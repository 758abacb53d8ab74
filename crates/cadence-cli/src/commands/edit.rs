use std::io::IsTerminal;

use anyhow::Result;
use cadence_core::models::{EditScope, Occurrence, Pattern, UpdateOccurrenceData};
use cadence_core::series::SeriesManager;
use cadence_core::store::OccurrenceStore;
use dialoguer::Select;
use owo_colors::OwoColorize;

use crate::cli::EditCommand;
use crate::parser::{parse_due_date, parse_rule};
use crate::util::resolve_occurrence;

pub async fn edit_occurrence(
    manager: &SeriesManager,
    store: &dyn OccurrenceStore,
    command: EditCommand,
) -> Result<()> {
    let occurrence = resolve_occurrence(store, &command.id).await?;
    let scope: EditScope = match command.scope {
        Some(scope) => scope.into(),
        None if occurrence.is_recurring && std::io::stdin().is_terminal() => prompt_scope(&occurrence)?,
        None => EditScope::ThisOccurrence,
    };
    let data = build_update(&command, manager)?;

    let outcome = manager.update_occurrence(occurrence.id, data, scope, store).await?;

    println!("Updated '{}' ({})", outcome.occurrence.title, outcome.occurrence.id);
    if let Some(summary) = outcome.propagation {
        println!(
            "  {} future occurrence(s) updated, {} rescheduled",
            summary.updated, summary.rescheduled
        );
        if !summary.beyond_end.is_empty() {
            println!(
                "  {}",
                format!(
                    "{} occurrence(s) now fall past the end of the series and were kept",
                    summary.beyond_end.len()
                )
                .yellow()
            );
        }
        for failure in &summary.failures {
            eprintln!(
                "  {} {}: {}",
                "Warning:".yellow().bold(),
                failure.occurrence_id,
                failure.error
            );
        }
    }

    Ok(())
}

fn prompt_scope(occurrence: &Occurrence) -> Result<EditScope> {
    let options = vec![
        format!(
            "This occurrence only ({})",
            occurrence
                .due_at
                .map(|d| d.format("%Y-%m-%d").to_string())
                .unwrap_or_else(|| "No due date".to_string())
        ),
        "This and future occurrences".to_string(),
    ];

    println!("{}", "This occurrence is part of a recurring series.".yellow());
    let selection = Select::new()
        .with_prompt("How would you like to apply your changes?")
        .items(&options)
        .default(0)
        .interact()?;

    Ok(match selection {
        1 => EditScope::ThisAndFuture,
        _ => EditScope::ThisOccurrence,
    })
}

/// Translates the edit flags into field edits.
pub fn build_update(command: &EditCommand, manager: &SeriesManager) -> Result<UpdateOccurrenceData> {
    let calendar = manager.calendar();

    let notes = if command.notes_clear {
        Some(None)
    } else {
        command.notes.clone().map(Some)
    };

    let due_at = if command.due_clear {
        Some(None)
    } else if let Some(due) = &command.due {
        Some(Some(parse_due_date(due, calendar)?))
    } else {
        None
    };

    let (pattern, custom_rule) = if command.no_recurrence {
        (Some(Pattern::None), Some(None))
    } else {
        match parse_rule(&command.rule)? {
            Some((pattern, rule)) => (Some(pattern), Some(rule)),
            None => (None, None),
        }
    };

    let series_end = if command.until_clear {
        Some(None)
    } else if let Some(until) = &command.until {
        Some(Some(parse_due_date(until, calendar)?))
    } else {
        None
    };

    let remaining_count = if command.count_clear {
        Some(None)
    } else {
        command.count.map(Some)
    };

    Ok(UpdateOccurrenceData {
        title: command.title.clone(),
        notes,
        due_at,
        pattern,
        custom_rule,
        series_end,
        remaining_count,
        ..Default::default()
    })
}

--------

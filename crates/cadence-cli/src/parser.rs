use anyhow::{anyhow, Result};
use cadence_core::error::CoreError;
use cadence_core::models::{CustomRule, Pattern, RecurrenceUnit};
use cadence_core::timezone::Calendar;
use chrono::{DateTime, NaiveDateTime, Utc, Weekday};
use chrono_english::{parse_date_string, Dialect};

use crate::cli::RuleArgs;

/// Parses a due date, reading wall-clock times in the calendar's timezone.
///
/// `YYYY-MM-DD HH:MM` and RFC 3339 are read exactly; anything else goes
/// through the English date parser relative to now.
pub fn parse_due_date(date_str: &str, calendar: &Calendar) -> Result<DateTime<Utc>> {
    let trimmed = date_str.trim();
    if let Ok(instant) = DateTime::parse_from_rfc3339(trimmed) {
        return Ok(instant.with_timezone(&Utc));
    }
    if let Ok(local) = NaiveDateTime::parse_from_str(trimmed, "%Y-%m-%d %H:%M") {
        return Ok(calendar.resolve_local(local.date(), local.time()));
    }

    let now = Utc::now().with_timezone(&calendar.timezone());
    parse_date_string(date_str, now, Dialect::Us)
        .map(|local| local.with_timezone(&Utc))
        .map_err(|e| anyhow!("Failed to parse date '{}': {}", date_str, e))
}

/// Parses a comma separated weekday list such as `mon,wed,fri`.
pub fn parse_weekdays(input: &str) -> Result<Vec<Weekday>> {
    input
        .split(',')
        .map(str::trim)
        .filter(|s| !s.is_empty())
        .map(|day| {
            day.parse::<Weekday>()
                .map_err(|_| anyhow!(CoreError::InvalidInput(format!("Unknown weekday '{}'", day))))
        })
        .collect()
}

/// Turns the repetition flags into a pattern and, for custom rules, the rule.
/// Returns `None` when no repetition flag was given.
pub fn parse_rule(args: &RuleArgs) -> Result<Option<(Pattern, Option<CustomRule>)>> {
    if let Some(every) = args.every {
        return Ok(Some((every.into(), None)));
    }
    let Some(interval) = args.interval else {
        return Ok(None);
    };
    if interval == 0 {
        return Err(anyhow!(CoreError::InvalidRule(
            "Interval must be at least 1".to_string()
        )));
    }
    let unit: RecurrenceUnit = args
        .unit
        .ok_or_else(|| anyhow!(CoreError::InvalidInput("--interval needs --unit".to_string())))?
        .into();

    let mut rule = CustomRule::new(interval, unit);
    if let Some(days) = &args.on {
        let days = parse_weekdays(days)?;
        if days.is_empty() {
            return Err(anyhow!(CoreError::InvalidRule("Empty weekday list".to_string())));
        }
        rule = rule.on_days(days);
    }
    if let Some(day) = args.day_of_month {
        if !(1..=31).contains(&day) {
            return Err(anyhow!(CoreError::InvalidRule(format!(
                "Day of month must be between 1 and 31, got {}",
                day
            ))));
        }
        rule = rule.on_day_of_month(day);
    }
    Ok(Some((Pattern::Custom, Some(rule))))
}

--------

Display each line of the data where "store" occurs.

Expected output
use cadence_core::store::OccurrenceStore;
    store: &dyn OccurrenceStore,
    let occurrence = resolve_occurrence(store, &command.id).await?;
    let outcome = manager.update_occurrence(occurrence.id, data, scope, store).await?;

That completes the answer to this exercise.